7.4. No Creation of Employee Rights; Plan is Not A Contract of Employment. Participation in the Plan shall not be construed to give or deem any Participant to be an employee of the Company. This Plan shall not constitute a contract of employment between the Company and any Participant.

7.5. Non-Alienation Provision. No interest of any person or entity in, or right to receive a benefit or distribution under, the Plan shall be subject in any manner to sale, transfer, anticipation, assignment, pledge, attachment, garnishment, or other alienation or encumbrance of any kind; nor may such interest or right to receive a distribution be taken, either voluntarily or involuntarily for the satisfaction of the debts of, or other obligations or claims against, such person or entity, including claims for alimony, support, separate maintenance and claims in bankruptcy proceedings.

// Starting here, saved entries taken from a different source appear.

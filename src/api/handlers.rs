// HTTP request handlers for the dashboard query endpoints

use crate::api::models::*;
use crate::warehouse::olap::{OlapQuery, OlapResult, QueryError};
use actix_web::{web, HttpResponse, Result};

/// Health check endpoint
pub async fn health_check(state: web::Data<AppState>) -> Result<HttpResponse> {
    let wh = state.warehouse.clone();
    let reachable = web::block(move || -> anyhow::Result<()> {
        let conn = wh.connect()?;
        conn.query_row("SELECT 1", [], |_| Ok(()))?;
        Ok(())
    })
    .await
    .map(|r| r.is_ok())
    .unwrap_or(false);

    let db_status = if reachable { "connected" } else { "disconnected" };

    let response = ApiResponse::success(HealthResponse {
        status: "healthy".to_string(),
        database: db_status.to_string(),
        uptime_seconds: state.started.elapsed().as_secs(),
    });

    Ok(HttpResponse::Ok().json(response))
}

pub async fn roll_up(
    state: web::Data<AppState>,
    query: web::Query<RollUpQuery>,
) -> Result<HttpResponse> {
    run_query(state, query.into_inner().into()).await
}

pub async fn drill_down(
    state: web::Data<AppState>,
    query: web::Query<DrillDownQuery>,
) -> Result<HttpResponse> {
    run_query(state, query.into_inner().into()).await
}

pub async fn slice_dice(
    state: web::Data<AppState>,
    query: web::Query<SliceDiceQuery>,
) -> Result<HttpResponse> {
    match OlapQuery::try_from(query.into_inner()) {
        Ok(q) => run_query(state, q).await,
        Err(e) => Ok(query_error_response(&e)),
    }
}

pub async fn pivot(state: web::Data<AppState>) -> Result<HttpResponse> {
    run_query(state, OlapQuery::Pivot).await
}

/// Open a connection on the blocking pool, run one query, drop the connection.
async fn run_query(state: web::Data<AppState>, query: OlapQuery) -> Result<HttpResponse> {
    let wh = state.warehouse.clone();
    let description = query.description();
    let outcome = web::block(move || -> anyhow::Result<Result<OlapResult, QueryError>> {
        let conn = wh.connect()?;
        Ok(query.run(&conn))
    })
    .await;

    let response = match outcome {
        Ok(Ok(Ok(result))) => {
            tracing::debug!(q = %description, rows = result.len(), "query served");
            HttpResponse::Ok().json(ApiResponse::success(result))
        }
        Ok(Ok(Err(e))) => {
            let response = query_error_response(&e);
            let detail = format!("{:#}", anyhow::Error::new(e));
            tracing::warn!(q = %description, error = %detail, "query failed");
            response
        }
        Ok(Err(e)) => {
            tracing::error!(error = %format!("{e:#}"), "warehouse unavailable");
            HttpResponse::ServiceUnavailable()
                .json(ApiResponse::<()>::error("warehouse unavailable"))
        }
        Err(e) => {
            tracing::error!(error = %e, "blocking task failed");
            HttpResponse::InternalServerError().json(ApiResponse::<()>::error("internal error"))
        }
    };
    Ok(response)
}

fn query_error_response(e: &QueryError) -> HttpResponse {
    match e {
        QueryError::Store(_) => {
            HttpResponse::InternalServerError().json(ApiResponse::<()>::error("query failed"))
        }
        invalid => HttpResponse::BadRequest().json(ApiResponse::<()>::error(invalid.to_string())),
    }
}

7.6. Applicable Law; Severability. The Plan shall be construed and administered under the laws of the State of Delaware, except to the extent that such laws are preempted by ERISA, if applicable. In the event any provision of this Plan shall be determined to be illegal or invalid for

 

8


any reason, the remaining portion(s) shall continue in full force and effect as if such illegal or invalid provision had never been included herein.

7.7. No Impact on Other Benefits. Amounts accrued under the Plan shall not be included in a Participant’s compensation for purposes of calculating benefits under any other plan, program or arrangement sponsored by the Company.

7.8. Incapacity of Recipient. If a Participant or other beneficiary entitled to a distribution under the Plan is living under guardianship or conservatorship, distributions payable under the terms of the Plan to such Participant or beneficiary shall be paid to his or her appointed guardian or conservator and such payment shall be a complete discharge of any liability of the Company under the Plan.

7.9. Usage of Terms and Headings. Words in the masculine gender shall include the feminine and the singular shall include the plural, and vice versa, unless qualified by the context. Any headings are included for ease of reference only, and are not to be construed to alter the terms of the Plan.